Quelques mots encore sur la fille de Jaïros.
 
Selon la tradition de l’époque, c’est à douze ans que l’on devient femme. En mourant juste avant, elle demeure donc une enfant. Et nous savons toute la souffrance, toute l’injustice que représente la mort d’un enfant.
 
À son arrivée dans la maison de Jaïros, alors qu’on lui a annoncé le pire, d’un geste simple, quotidien, comme lorsque quelqu’un est tombé et qu’on veut l’aider à se relever, Jésus prend la main de l’enfant et lui dit : « Talitha kum. » « Jeune fille, lève-toi. »
 
Se relevant, elle n’est plus une enfant, mais une jeune fille. « Talitha », cette jeune fille, cette adulte en devenir est appelée à se lever, à marcher, à manger, à avancer dans la vie pour devenir celle qu’elle est aux yeux de Dieu.
 
Tout espoir avait été perdu, Jésus étant arrivé trop tard.
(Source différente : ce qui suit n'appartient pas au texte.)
//! CLI output formatting.
//!
//! Output leads with what was asked for and what came back; paths and
//! byte counts are secondary, indented context.
//!
//! # Output Format
//!
//! ## Resize
//!
//! ```text
//! photo.jpg (1920x1080, 245.1 KB)
//!     001 photo-1280x720.jpeg 1280x720 q80
//!     002 photo-640x360.jpeg 640x360 q80
//!
//! photo_resized_images.zip (96.4 KB)
//!     001 photo.jpeg 1920x1080 (201.5 KB)
//!     ...
//! ```
//!
//! ## Failure
//!
//! ```text
//! Failed [transform_failure]: Image processing failed for broken.png: ...
//! ```
//!
//! # Architecture
//!
//! Each output has a `format_*` function (returns `Vec<String>`) for
//! testability and a `print_*` wrapper that writes to stdout. Format
//! functions are pure.

use crate::imaging::resolve_output;
use crate::types::{DownloadState, ImageDimensionsResizeJob, JobFailure};
use std::io::Cursor;
use std::time::Duration;

// ============================================================================
// Shared helpers
// ============================================================================

/// Format a 1-based positional index as 3-digit zero-padded.
fn format_index(pos: usize) -> String {
    format!("{:0>3}", pos)
}

fn indent(depth: usize) -> String {
    "    ".repeat(depth)
}

/// Human-readable byte count with one decimal.
fn human_size(bytes: u64) -> String {
    const UNITS: [&str; 4] = ["B", "KB", "MB", "GB"];
    if bytes < 1024 {
        return format!("{} B", bytes);
    }
    let mut value = bytes as f64;
    let mut unit = 0;
    while value >= 1024.0 && unit < UNITS.len() - 1 {
        value /= 1024.0;
        unit += 1;
    }
    format!("{:.1} {}", value, UNITS[unit])
}

// ============================================================================
// Job request
// ============================================================================

/// Describe a job before it is submitted: the source, then each target.
pub fn format_job_request(source_name: &str, job: &ImageDimensionsResizeJob) -> Vec<String> {
    let mut lines = Vec::new();
    let size = human_size(job.original_image.len() as u64);
    match &job.origin {
        Some(origin) => lines.push(format!(
            "{} ({}x{}, {})",
            source_name, origin.width, origin.height, size
        )),
        None => lines.push(format!("{} ({})", source_name, size)),
    }
    for (i, dim) in job.dimensions.iter().enumerate() {
        // Same naming as the archive entry; an unencodable format is shown raw.
        let name = resolve_output(&dim.filename, &dim.image_format)
            .map(|(name, _)| name)
            .unwrap_or_else(|_| format!("{}.{}", dim.filename, dim.image_format));
        lines.push(format!(
            "{}{} {} {}x{} q{}",
            indent(1),
            format_index(i + 1),
            name,
            dim.width,
            dim.height,
            dim.quality
        ));
    }
    lines
}

pub fn print_job_request(source_name: &str, job: &ImageDimensionsResizeJob) {
    for line in format_job_request(source_name, job) {
        println!("{}", line);
    }
}

// ============================================================================
// Archive
// ============================================================================

/// List the entries of a finished archive in order with their sizes.
pub fn format_archive(archive_name: &str, zip_buffer: &[u8]) -> Vec<String> {
    let mut lines = vec![format!(
        "{} ({})",
        archive_name,
        human_size(zip_buffer.len() as u64)
    )];
    let mut archive = match zip::ZipArchive::new(Cursor::new(zip_buffer)) {
        Ok(archive) => archive,
        Err(e) => {
            lines.push(format!("{}unreadable archive: {}", indent(1), e));
            return lines;
        }
    };
    for i in 0..archive.len() {
        match archive.by_index(i) {
            Ok(entry) => lines.push(format!(
                "{}{} {} ({})",
                indent(1),
                format_index(i + 1),
                entry.name(),
                human_size(entry.size())
            )),
            Err(e) => lines.push(format!("{}{} <{}>", indent(1), format_index(i + 1), e)),
        }
    }
    lines
}

pub fn print_archive(archive_name: &str, zip_buffer: &[u8]) {
    for line in format_archive(archive_name, zip_buffer) {
        println!("{}", line);
    }
}

// ============================================================================
// Failures and self-test
// ============================================================================

pub fn format_failure(failure: &JobFailure) -> Vec<String> {
    vec![format!("Failed [{}]: {}", failure.kind.code(), failure.message)]
}

/// Self-test verdict, followed by the archive listing on success.
pub fn format_self_test(state: &DownloadState, elapsed: Duration) -> Vec<String> {
    match state {
        DownloadState::Success { zip_buffer } => {
            let mut lines = vec![format!(
                "Self-test passed in {} ms",
                elapsed.as_millis()
            )];
            lines.extend(format_archive("self-test.zip", zip_buffer));
            lines
        }
        DownloadState::Failure(failure) => {
            let mut lines = vec![format!(
                "Self-test failed after {} ms",
                elapsed.as_millis()
            )];
            lines.extend(
                format_failure(failure)
                    .into_iter()
                    .map(|l| format!("{}{}", indent(1), l)),
            );
            lines
        }
    }
}

pub fn print_self_test(state: &DownloadState, elapsed: Duration) {
    for line in format_self_test(state, elapsed) {
        println!("{}", line);
    }
}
Et voilà que la vie est à nouveau accessible pour cette jeune fille. Voilà qu’il y a des perspectives d’avenir pour elle, pour ses parents, pour sa famille.
 
Plus personne n’y croyait. L’impensable s’est produit.
 
De ces deux récits entremêlés et de ce qu’ils disent de la relation à Dieu, de ses alliances avec les humains, je retiens aujourd’hui avec la femme souffrant d’hémorragies qu’il faut oser sortir de soi pour accéder à sa véritable identité.
 
Je retiens avec la fille de Jaïros qu’il faut se lever et prendre des forces car avec Dieu et contrairement aux apparences, il n’est jamais trop tard.
 
Je retiens à la suite de Jésus que la grandeur d’un homme, d’une femme, se révèle dans la capacité à se dessaisir de soi au profit de ceux qui sont dépourvus d’une vie digne.